Your assignment:
If a line below contains the string "Clone", return that line.

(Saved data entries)
↓

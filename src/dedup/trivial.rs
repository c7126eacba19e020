//! Deterministic detection of certain ("trivial") duplicates
//!
//! Rules are evaluated as an ordered short-circuit chain; the first rule
//! that matches decides. When none of the identifier-like rules match,
//! the descriptive-metadata rule has the final word.

use super::normalize::normalize;
use crate::model::Reference;
use std::collections::HashSet;

const DOI_PREFIXES: [&str; 2] = ["https://doi.org/", "http://doi.org/"];

/// Which rule of the chain produced a duplicate verdict
#[derive(Debug, Clone, Copy, PartialEq, Eq)]
pub enum DuplicateRule {
    /// A normalized (type, value) identifier pair is shared
    SharedIdentifier,
    /// Same ISBN-13 or ISBN-10
    SharedIsbn,
    /// A manifestation page or URI identifier is shared
    SharedUrl,
    /// Titles, abstracts, document types and contributors agree
    MatchingMetadata,
}

#[derive(Debug, Clone, Copy, Default)]
pub struct TrivialDuplicateClassifier;

impl TrivialDuplicateClassifier {
    pub fn new() -> Self {
        Self
    }

    pub fn is_duplicate(&self, reference1: &Reference, reference2: &Reference) -> bool {
        self.classify(reference1, reference2).is_some()
    }

    /// Run the rule chain, returning the rule that matched, if any.
    pub fn classify(&self, reference1: &Reference, reference2: &Reference) -> Option<DuplicateRule> {
        if !identifier_keys(reference1).is_disjoint(&identifier_keys(reference2)) {
            return Some(DuplicateRule::SharedIdentifier);
        }
        if same_isbn(reference1, reference2) {
            return Some(DuplicateRule::SharedIsbn);
        }
        if !url_keys(reference1).is_disjoint(&url_keys(reference2)) {
            return Some(DuplicateRule::SharedUrl);
        }
        if matching_metadata(reference1, reference2) {
            return Some(DuplicateRule::MatchingMetadata);
        }
        None
    }
}

fn identifier_keys(reference: &Reference) -> HashSet<(String, String)> {
    reference
        .identifiers
        .iter()
        .map(|identifier| {
            let id_type = identifier.id_type.trim().to_lowercase();
            let value = identifier.value.trim().to_lowercase();
            if id_type == "doi" {
                let bare = strip_doi_prefix(&value).to_string();
                return (id_type, bare);
            }
            (id_type, value)
        })
        .filter(|(_, value)| !value.is_empty())
        .collect()
}

fn strip_doi_prefix(value: &str) -> &str {
    DOI_PREFIXES
        .iter()
        .find_map(|prefix| value.strip_prefix(*prefix))
        .unwrap_or(value)
}

fn same_isbn(reference1: &Reference, reference2: &Reference) -> bool {
    let (Some(book1), Some(book2)) = (&reference1.book, &reference2.book) else {
        return false;
    };
    let same = |a: &Option<String>, b: &Option<String>| match (a, b) {
        (Some(a), Some(b)) => {
            let (a, b) = (a.trim(), b.trim());
            !a.is_empty() && a == b
        }
        _ => false,
    };
    same(&book1.isbn13, &book2.isbn13) || same(&book1.isbn10, &book2.isbn10)
}

fn url_keys(reference: &Reference) -> HashSet<String> {
    let pages = reference
        .manifestations
        .iter()
        .filter_map(|m| m.page.as_deref());
    let uris = reference
        .identifiers
        .iter()
        .filter(|id| id.id_type.eq_ignore_ascii_case("uri"))
        .map(|id| id.value.as_str());

    pages
        .chain(uris)
        .map(|url| {
            let url = url.trim();
            url.strip_suffix("/id").unwrap_or(url).to_lowercase()
        })
        .filter(|url| !url.is_empty())
        .collect()
}

fn normalized_set<'a>(values: impl Iterator<Item = &'a str>) -> HashSet<String> {
    values.map(normalize).collect()
}

fn matching_metadata(reference1: &Reference, reference2: &Reference) -> bool {
    if normalized_set(reference1.title_values()) != normalized_set(reference2.title_values()) {
        return false;
    }

    // Absent abstracts or document types never block a verdict.
    if !reference1.abstracts.is_empty() && !reference2.abstracts.is_empty() {
        let abstracts1 = normalized_set(reference1.abstracts.iter().map(|a| a.value.as_str()));
        let abstracts2 = normalized_set(reference2.abstracts.iter().map(|a| a.value.as_str()));
        if abstracts1 != abstracts2 {
            return false;
        }
    }

    if !reference1.document_type.is_empty() && !reference2.document_type.is_empty() {
        let labels1: HashSet<&str> = reference1.document_type.iter().map(|d| d.label.as_str()).collect();
        let labels2: HashSet<&str> = reference2.document_type.iter().map(|d| d.label.as_str()).collect();
        if labels1.is_disjoint(&labels2) {
            return false;
        }
    }

    normalized_set(reference1.contributor_names()) == normalized_set(reference2.contributor_names())
}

↑

Task output:
#[derive(Debug, Clone, Copy, PartialEq, Eq)]
#[derive(Debug, Clone, Copy, Default)]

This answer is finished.